WHAT THIS TASK INVOLVES: Gather all lines from the material that contain "builder".

DATASET RECORDS:
= Beginning of Section =
//! API client for communicating with the enrollment REST API.
//!
//! Every secured call goes through [`ApiClient::execute`]:
//! before sending, the session is refreshed if it is inside the skew window
//! and the bearer token is attached while valid; after receiving a 401 the
//! session is refreshed (joining any refresh already running) and the
//! request is sent again, once.

use anyhow::Context;
use reqwest::{Method, Response, StatusCode};
use serde::{de::DeserializeOwned, Serialize};
use tracing::{debug, info, warn};

use crate::auth::{validate_registration, SessionManager};
use crate::config::Config;
use crate::models::{
    ClassSectionResponse, EmployeeResponse, EnrollmentFilter, EnrollmentResponse,
    EnrollmentStatus, RegistrationRequest, StudentResponse, TermResponse, UpdateEnrollmentStatus,
    UserResponse,
};

use super::{ApiError, SessionError};

// ============================================================================
// Endpoints
// ============================================================================

const SIGN_OUT_PATH: &str = "/user/sign-out";
const REGISTRATION_PATH: &str = "/user/registration";

/// An HTTP call description that can be sent again after a refresh.
#[derive(Debug, Clone)]
pub struct OutboundRequest {
    pub method: Method,
    pub path: String,
    pub query: Vec<(String, String)>,
    pub body: Option<serde_json::Value>,
    retried: bool,
}

impl OutboundRequest {
    pub fn new(method: Method, path: impl Into<String>) -> Self {
        Self {
            method,
            path: path.into(),
            query: Vec::new(),
            body: None,
            retried: false,
        }
    }

    pub fn get(path: impl Into<String>) -> Self {
        Self::new(Method::GET, path)
    }

    pub fn post(path: impl Into<String>) -> Self {
        Self::new(Method::POST, path)
    }

    pub fn patch(path: impl Into<String>) -> Self {
        Self::new(Method::PATCH, path)
    }

    pub fn query(mut self, pairs: Vec<(String, String)>) -> Self {
        self.query.extend(pairs);
        self
    }

    pub fn json<B: Serialize>(mut self, body: &B) -> Result<Self, SessionError> {
        let value = serde_json::to_value(body)
            .map_err(|e| ApiError::InvalidRequest(format!("Failed to encode body: {}", e)))?;
        self.body = Some(value);
        Ok(self)
    }

    /// Whether this request has already been resent after a refresh
    pub fn is_retried(&self) -> bool {
        self.retried
    }

    fn mark_retried(&mut self) {
        self.retried = true;
    }
}

/// API client for the enrollment service.
/// Clone is cheap - the session manager and reqwest client are shared.
#[derive(Clone)]
pub struct ApiClient {
    session: SessionManager,
}

impl ApiClient {
    pub fn new(session: SessionManager) -> Self {
        Self { session }
    }

    /// Create a client and session manager from the loaded configuration
    pub fn from_config(config: &Config) -> anyhow::Result<Self> {
        let session =
            SessionManager::from_config(config).context("Failed to create session manager")?;
        Ok(Self::new(session))
    }

    pub fn session(&self) -> &SessionManager {
        &self.session
    }

    /// Before hook plus send. The refresh endpoint bypasses the session
    /// entirely so a refresh can never trigger another refresh.
    async fn dispatch(&self, request: &OutboundRequest) -> Result<Response, SessionError> {
        let exempt = SessionManager::is_refresh_path(&request.path);
        if !exempt {
            self.session.ensure_fresh().await;
        }

        let mut builder = self
            .session
            .http()
            .request(request.method.clone(), self.session.url(&request.path));
        if !request.query.is_empty() {
            builder = builder.query(&request.query);
        }
        if let Some(ref body) = request.body {
            builder = builder.json(body);
        }
        if !exempt {
            if let Some(token) = self.session.access_token() {
                builder = builder.bearer_auth(token);
            }
        }

        debug!(
            method = %request.method,
            path = %request.path,
            retried = request.is_retried(),
            "Sending request"
        );
        Ok(builder.send().await?)
    }

    /// Send a request through the session pipeline.
    ///
    /// A 401 triggers one refresh and one resend. A second 401 clears the
    /// session and fails with `AuthorizationRetryExhausted`.
    pub async fn execute(&self, mut request: OutboundRequest) -> Result<Response, SessionError> {
        loop {
            let response = self.dispatch(&request).await?;

            if response.status() != StatusCode::UNAUTHORIZED
                || SessionManager::is_refresh_path(&request.path)
            {
                return Self::check_response(response).await;
            }

            if request.is_retried() {
                warn!(path = %request.path, "Still unauthorized after refresh, giving up");
                self.session.clear();
                return Err(SessionError::AuthorizationRetryExhausted);
            }

            request.mark_retried();
            info!(path = %request.path, "Unauthorized, refreshing session before retrying");
            // A failed refresh has already cleared the session.
            self.session.refresh().await?;
        }
    }

    /// Check if response is successful, returning an error with body if not.
    async fn check_response(response: Response) -> Result<Response, SessionError> {
        if response.status().is_success() {
            Ok(response)
        } else {
            let status = response.status();
            let body = response.text().await.unwrap_or_default();
            Err(ApiError::from_status(status, &body).into())
        }
    }

    async fn parse<T: DeserializeOwned>(response: Response, path: &str) -> Result<T, SessionError> {
        response.json().await.map_err(|e| {
            ApiError::InvalidResponse(format!("Failed to parse JSON response from {}: {}", path, e))
                .into()
        })
    }

    pub(super) async fn fetch<T: DeserializeOwned>(&self, request: OutboundRequest) -> Result<T, SessionError> {
        let path = request.path.clone();
        let response = self.execute(request).await?;
        Self::parse(response, &path).await
    }

    pub(super) async fn get<T: DeserializeOwned>(&self, path: &str) -> Result<T, SessionError> {
        self.fetch(OutboundRequest::get(path)).await
    }

    // ===== Account =====

    /// Create an account. Runs the local registration checks first and
    /// sends without a session.
    pub async fn register(&self, request: &RegistrationRequest) -> Result<UserResponse, SessionError> {
        validate_registration(request)?;

        let response = self
            .session
            .http()
            .post(self.session.url(REGISTRATION_PATH))
            .json(request)
            .send()
            .await?;
        let response = Self::check_response(response).await?;
        let user: UserResponse = Self::parse(response, REGISTRATION_PATH).await?;
        info!(email = %user.email, "Registration submitted");
        Ok(user)
    }

    /// End the server session. The local session is cleared only once the
    /// server has confirmed; on failure it is left for the caller to decide.
    pub async fn sign_out(&self) -> Result<bool, SessionError> {
        match self.execute(OutboundRequest::post(SIGN_OUT_PATH)).await {
            Ok(_) => {
                info!("Signed out");
                self.session.clear();
                Ok(true)
            }
            Err(e) => {
                warn!(error = %e, "Error during sign-out");
                Err(e)
            }
        }
    }

    // ===== Student =====

    pub async fn current_student(&self) -> Result<StudentResponse, SessionError> {
        self.get("/student/get/current-student").await
    }

    pub async fn my_enrollments(&self) -> Result<Vec<EnrollmentResponse>, SessionError> {
        self.get("/student/get/enrollments").await
    }

    /// The term the student is currently enrolled in
    pub async fn my_current_term(&self) -> Result<TermResponse, SessionError> {
        self.get("/student/get/current-term").await
    }

    /// The next term the student still needs to enroll in
    pub async fn my_next_term(&self) -> Result<TermResponse, SessionError> {
        self.get("/student/get/next-term").await
    }

    // ===== Enrollment =====

    /// Sections the signed-in student may enroll in
    pub async fn allowed_sections(&self) -> Result<Vec<ClassSectionResponse>, SessionError> {
        self.get("/enrollment/allowed-sections").await
    }

    pub async fn enroll_student(
        &self,
        student_id: &str,
        class_section_id: &str,
    ) -> Result<EnrollmentResponse, SessionError> {
        let path = format!(
            "/enrollment/student/{}/class_section/{}",
            student_id, class_section_id
        );
        self.fetch(OutboundRequest::post(path)).await
    }

    /// All enrollments (registrar only)
    pub async fn all_enrollments(&self) -> Result<Vec<EnrollmentResponse>, SessionError> {
        self.get("/enrollment/get-enrollments").await
    }

    /// Enrollments matching a filter (registrar only)
    pub async fn filtered_enrollments(
        &self,
        filter: &EnrollmentFilter,
    ) -> Result<Vec<EnrollmentResponse>, SessionError> {
        self.fetch(OutboundRequest::get("/enrollment/filter").query(filter.query_pairs()))
            .await
    }

    /// Approve or reject enrollments in bulk (registrar only)
    pub async fn update_enrollment_status(
        &self,
        update: &UpdateEnrollmentStatus,
    ) -> Result<Vec<EnrollmentResponse>, SessionError> {
        let request = OutboundRequest::patch("/enrollment/status").json(update)?;
        self.fetch(request).await
    }

    pub async fn enrollments_by_status(
        &self,
        status: EnrollmentStatus,
    ) -> Result<Vec<EnrollmentResponse>, SessionError> {
        self.get(&format!("/enrollment/list/status/{}", status)).await
    }

    // ===== Employees =====

    pub async fn current_dean(&self) -> Result<EmployeeResponse, SessionError> {
        self.get("/dean/get/current-dean").await
    }

    pub async fn current_program_chair(&self) -> Result<EmployeeResponse, SessionError> {
        self.get("/program_chair/get/current-program-chair").await
    }
}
= End of Section =
RESULT OF THIS TASK:
        let mut builder = self
            builder = builder.query(&request.query);
            builder = builder.json(body);
                builder = builder.bearer_auth(token);
        Ok(builder.send().await?)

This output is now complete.